== WHAT THIS TASK INVOLVES ==
Would you count the lines below that contain the string "SnakeGame" and reply with that number only?

(Stored dataset items)
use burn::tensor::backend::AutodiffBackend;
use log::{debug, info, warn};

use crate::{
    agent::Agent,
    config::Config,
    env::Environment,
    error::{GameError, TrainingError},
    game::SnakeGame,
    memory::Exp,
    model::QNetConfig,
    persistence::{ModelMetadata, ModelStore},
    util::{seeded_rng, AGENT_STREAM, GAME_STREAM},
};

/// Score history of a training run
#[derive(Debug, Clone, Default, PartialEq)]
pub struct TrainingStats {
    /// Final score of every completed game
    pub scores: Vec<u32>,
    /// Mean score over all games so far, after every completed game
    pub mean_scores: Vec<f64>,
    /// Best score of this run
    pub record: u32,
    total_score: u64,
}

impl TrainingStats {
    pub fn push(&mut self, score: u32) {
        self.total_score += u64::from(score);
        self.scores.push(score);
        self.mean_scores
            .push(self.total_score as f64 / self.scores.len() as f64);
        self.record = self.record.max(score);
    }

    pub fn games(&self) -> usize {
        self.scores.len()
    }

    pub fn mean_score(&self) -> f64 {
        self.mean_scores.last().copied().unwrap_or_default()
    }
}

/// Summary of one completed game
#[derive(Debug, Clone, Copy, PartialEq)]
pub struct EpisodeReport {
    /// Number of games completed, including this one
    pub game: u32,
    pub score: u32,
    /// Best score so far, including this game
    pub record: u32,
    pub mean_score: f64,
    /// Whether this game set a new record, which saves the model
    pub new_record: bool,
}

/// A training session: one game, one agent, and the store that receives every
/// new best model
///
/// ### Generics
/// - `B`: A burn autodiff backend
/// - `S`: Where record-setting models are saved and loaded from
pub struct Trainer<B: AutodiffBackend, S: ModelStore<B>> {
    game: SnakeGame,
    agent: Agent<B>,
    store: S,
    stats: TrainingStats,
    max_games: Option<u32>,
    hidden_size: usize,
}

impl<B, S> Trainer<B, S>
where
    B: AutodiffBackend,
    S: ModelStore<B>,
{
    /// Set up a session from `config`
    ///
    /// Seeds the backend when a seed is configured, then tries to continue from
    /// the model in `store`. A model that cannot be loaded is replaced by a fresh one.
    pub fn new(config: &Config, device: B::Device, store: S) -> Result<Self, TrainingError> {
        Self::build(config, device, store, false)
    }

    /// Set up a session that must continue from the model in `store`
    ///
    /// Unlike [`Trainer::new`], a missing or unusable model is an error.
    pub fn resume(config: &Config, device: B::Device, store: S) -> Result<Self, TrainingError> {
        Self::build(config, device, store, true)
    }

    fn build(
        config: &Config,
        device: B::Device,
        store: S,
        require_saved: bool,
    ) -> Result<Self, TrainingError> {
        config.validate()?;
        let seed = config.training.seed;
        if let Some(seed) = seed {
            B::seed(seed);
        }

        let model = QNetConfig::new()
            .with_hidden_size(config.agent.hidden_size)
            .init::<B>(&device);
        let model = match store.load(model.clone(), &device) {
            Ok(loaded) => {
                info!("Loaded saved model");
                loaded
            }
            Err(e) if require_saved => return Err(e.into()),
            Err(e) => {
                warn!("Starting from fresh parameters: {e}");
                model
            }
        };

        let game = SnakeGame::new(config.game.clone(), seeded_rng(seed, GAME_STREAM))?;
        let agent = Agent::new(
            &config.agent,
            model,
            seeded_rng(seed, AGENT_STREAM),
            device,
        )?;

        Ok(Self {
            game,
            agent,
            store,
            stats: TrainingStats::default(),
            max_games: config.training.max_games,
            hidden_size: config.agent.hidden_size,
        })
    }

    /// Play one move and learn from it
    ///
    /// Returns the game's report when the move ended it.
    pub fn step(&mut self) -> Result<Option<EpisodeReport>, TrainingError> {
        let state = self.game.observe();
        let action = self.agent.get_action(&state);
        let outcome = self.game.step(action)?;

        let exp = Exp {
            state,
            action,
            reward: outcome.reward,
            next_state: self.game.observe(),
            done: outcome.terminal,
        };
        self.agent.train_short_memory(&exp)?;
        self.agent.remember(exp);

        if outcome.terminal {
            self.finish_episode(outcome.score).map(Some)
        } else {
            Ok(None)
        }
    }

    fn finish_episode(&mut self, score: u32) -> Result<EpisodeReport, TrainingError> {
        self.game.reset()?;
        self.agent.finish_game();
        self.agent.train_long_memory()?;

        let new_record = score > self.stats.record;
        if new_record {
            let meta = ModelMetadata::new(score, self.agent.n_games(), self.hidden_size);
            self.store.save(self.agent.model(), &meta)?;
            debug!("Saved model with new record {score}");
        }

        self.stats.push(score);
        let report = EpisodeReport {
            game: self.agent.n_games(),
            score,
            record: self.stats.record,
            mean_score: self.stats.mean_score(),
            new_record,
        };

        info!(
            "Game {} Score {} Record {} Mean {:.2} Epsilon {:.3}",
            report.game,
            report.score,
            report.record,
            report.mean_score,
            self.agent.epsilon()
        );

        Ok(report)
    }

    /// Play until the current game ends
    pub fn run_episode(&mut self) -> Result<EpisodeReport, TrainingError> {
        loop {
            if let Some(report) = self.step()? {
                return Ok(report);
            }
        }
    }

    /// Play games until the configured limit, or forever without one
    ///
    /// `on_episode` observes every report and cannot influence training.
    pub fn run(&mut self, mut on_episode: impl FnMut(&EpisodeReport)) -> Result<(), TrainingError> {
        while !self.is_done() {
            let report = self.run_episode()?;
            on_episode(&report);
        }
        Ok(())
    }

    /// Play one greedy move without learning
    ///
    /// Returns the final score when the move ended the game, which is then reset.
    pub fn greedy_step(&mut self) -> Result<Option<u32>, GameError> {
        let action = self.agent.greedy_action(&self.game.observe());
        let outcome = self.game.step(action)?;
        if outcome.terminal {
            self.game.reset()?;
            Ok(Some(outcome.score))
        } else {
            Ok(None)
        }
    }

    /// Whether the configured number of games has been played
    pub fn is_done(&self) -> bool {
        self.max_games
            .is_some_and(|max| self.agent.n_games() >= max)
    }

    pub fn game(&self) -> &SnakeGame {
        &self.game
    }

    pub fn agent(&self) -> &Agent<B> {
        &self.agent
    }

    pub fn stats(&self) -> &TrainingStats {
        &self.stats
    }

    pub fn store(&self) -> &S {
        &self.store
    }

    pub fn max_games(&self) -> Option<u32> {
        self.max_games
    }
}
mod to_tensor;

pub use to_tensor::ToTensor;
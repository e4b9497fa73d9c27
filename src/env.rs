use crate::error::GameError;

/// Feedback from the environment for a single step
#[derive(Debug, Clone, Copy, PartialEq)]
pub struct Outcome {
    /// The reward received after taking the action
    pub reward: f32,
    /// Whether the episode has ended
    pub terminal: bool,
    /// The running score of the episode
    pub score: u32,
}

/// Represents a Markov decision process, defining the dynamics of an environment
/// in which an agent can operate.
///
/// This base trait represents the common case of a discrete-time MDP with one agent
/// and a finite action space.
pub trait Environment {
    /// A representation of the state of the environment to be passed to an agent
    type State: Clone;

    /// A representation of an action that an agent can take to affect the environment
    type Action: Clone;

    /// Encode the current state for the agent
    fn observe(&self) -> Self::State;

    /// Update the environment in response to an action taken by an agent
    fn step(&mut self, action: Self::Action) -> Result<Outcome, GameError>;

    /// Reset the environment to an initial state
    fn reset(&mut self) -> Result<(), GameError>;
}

== SOLUTION FOR THIS EXERCISE ==
4